Joan adds: "There is nothing of that type, nothing of their calibre any more. People seem to think they have to go further and further to get a laugh."
Indeed, Morecambe and Wise's cosy comedy seems to belong to a more innocent time when there did not seem anything strange about two blokes sharing a bed or ending their show every week by skipping off stage singing Bring Me Sunshine.
The two women insist that Eric, who died in 1984 and Ernie, who passed away in 1999, would have been delighted that their sketches are still enjoyed by millions around the world.
Joan says: "They would have loved that their memory has continued, and you can't see it stopping. "
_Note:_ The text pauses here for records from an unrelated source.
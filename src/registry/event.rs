//! Service and bundle events and the listener map that delivers them.

use std::sync::Arc;

use parking_lot::RwLock;

use crate::error::OsgiResult;
use crate::filter::{parse_optional, Filter, LdapFilter};
use crate::registry::ServiceReference;

/// What happened to a service.
#[derive(Debug, Clone, Copy, PartialEq, Eq, Hash)]
pub enum ServiceEventKind {
    Registered,
    Modified,
    Unregistering,
}

/// A service event as delivered to listeners.
#[derive(Debug, Clone)]
pub struct ServiceEvent {
    kind: ServiceEventKind,
    reference: ServiceReference,
}

impl ServiceEvent {
    pub(crate) fn new(kind: ServiceEventKind, reference: ServiceReference) -> Self {
        Self { kind, reference }
    }

    pub fn kind(&self) -> ServiceEventKind {
        self.kind
    }

    pub fn reference(&self) -> &ServiceReference {
        &self.reference
    }
}

/// Receives service events.
///
/// Closures taking a `&ServiceEvent` are listeners too.
pub trait ServiceListener: Send + Sync {
    fn service_changed(&self, event: &ServiceEvent);
}

impl<F> ServiceListener for F
where
    F: Fn(&ServiceEvent) + Send + Sync,
{
    fn service_changed(&self, event: &ServiceEvent) {
        self(event)
    }
}

/// Bundle state changes. Only shutdown is simulated.
#[derive(Debug, Clone, Copy, PartialEq, Eq, Hash)]
pub enum BundleEvent {
    Stopping,
}

pub trait BundleListener: Send + Sync {
    fn bundle_changed(&self, event: BundleEvent);
}

impl<F> BundleListener for F
where
    F: Fn(BundleEvent) + Send + Sync,
{
    fn bundle_changed(&self, event: BundleEvent) {
        self(event)
    }
}

fn same_listener<T: ?Sized>(a: &Arc<T>, b: &Arc<T>) -> bool {
    std::ptr::eq(Arc::as_ptr(a) as *const (), Arc::as_ptr(b) as *const ())
}

/// Listener to optional filter. Adding a listener twice replaces its filter.
#[derive(Default)]
pub(crate) struct ListenerMap {
    service: RwLock<Vec<(Arc<dyn ServiceListener>, Option<LdapFilter>)>>,
    bundle: RwLock<Vec<Arc<dyn BundleListener>>>,
}

impl ListenerMap {
    pub(crate) fn add(&self, listener: Arc<dyn ServiceListener>, filter: Option<&str>) -> OsgiResult<()> {
        let filter = parse_optional(filter)?;
        let mut service = self.service.write();
        match service.iter_mut().find(|(l, _)| same_listener(l, &listener)) {
            Some(entry) => entry.1 = filter,
            None => service.push((listener, filter)),
        }
        Ok(())
    }

    pub(crate) fn remove(&self, listener: &Arc<dyn ServiceListener>) -> bool {
        let mut service = self.service.write();
        let before = service.len();
        service.retain(|(l, _)| !same_listener(l, listener));
        service.len() != before
    }

    /// Delivers outside the lock so listeners may call back into the context.
    pub(crate) fn notify(&self, event: &ServiceEvent) {
        let properties = event.reference().properties();
        let targets: Vec<Arc<dyn ServiceListener>> = self
            .service
            .read()
            .iter()
            .filter(|(_, filter)| filter.as_ref().map_or(true, |f| f.matches(&properties)))
            .map(|(l, _)| l.clone())
            .collect();
        for listener in targets {
            listener.service_changed(event);
        }
    }

    pub(crate) fn add_bundle(&self, listener: Arc<dyn BundleListener>) {
        let mut bundle = self.bundle.write();
        if !bundle.iter().any(|l| same_listener(l, &listener)) {
            bundle.push(listener);
        }
    }

    pub(crate) fn remove_bundle(&self, listener: &Arc<dyn BundleListener>) -> bool {
        let mut bundle = self.bundle.write();
        let before = bundle.len();
        bundle.retain(|l| !same_listener(l, listener));
        bundle.len() != before
    }

    pub(crate) fn notify_bundle(&self, event: BundleEvent) {
        let targets: Vec<Arc<dyn BundleListener>> = self.bundle.read().clone();
        for listener in targets {
            listener.bundle_changed(event);
        }
    }

    pub(crate) fn len(&self) -> usize {
        self.service.read().len()
    }
}

#[cfg(test)]
mod tests {
    use super::*;
    use crate::properties;
    use crate::registry::{ServiceRecord, ServiceReference};
    use parking_lot::Mutex;

    fn event(ranking: i64) -> ServiceEvent {
        let record = ServiceRecord::new(
            1,
            vec!["a.Api".into()],
            Arc::new(()),
            properties! { "service.ranking" => ranking },
            None,
        );
        ServiceEvent::new(ServiceEventKind::Registered, ServiceReference::new(Arc::new(record)))
    }

    #[test]
    fn test_filtered_delivery() {
        let map = ListenerMap::default();
        let seen = Arc::new(Mutex::new(Vec::new()));
        let sink = seen.clone();
        let listener: Arc<dyn ServiceListener> = Arc::new(move |e: &ServiceEvent| sink.lock().push(e.reference().ranking()));
        map.add(listener, Some("(service.ranking>=5)")).unwrap();

        map.notify(&event(1));
        map.notify(&event(7));
        assert_eq!(seen.lock().as_slice(), [7]);
    }

    #[test]
    fn test_re_adding_replaces_filter() {
        let map = ListenerMap::default();
        let count = Arc::new(Mutex::new(0));
        let sink = count.clone();
        let listener: Arc<dyn ServiceListener> = Arc::new(move |_: &ServiceEvent| *sink.lock() += 1);

        map.add(listener.clone(), Some("(service.ranking=100)")).unwrap();
        map.add(listener.clone(), None).unwrap();
        assert_eq!(map.len(), 1);

        map.notify(&event(1));
        assert_eq!(*count.lock(), 1);
        assert!(map.remove(&listener));
        assert!(!map.remove(&listener));
    }

    #[test]
    fn test_invalid_filter_rejected() {
        let map = ListenerMap::default();
        let listener: Arc<dyn ServiceListener> = Arc::new(|_: &ServiceEvent| {});
        assert!(map.add(listener, Some("(broken")).is_err());
        assert_eq!(map.len(), 0);
    }
}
"Every year goes by and you think, 'Surely people can't still be interested in Morecambe and Wise?' and every year they are. I still get mail from children who say they love them, which is great. But I suppose if something is funny, it is funny. With Eric and Ernie, people didn't just like them, they loved them."
From the fondness with which Joan and Doreen speak of their late husbands, it is obvious they still miss them terribly.
Eric died aged 58 after collapsing in the wings of a Gloucestershire theatre with his third heart attack.
He had just given seven curtain calls and his final words to the audience were: "That's your lot."
Joan admits: "It has been 23 years but I still miss Eric terribly. There is no replacement and I have never wanted anyone else."
"I just feel that Eric was cheated of so many years because he died so young and suffered such a lot with his health. He always had this tension, this fear that he was going to let the show down because of his health."
Ernie, by contrast, was more laid back, according to wife Doreen.
Always regarded as the straight man of the duo, he too died of a heart attack aged 73 after suffering two strokes in the years prior to his death.
Doreen says: "Ernie didn't mind being seen as the straight man - he always said he had to learn everyone else's lines in case they forgot."
Joan adds: "Ernie wasn't a straight man in the conventional sense.
"A lot of the humour was about Eric bouncing jokes off Ernie and relied on him being funny. But Ernie was more easy-going, Eric was highly-strung."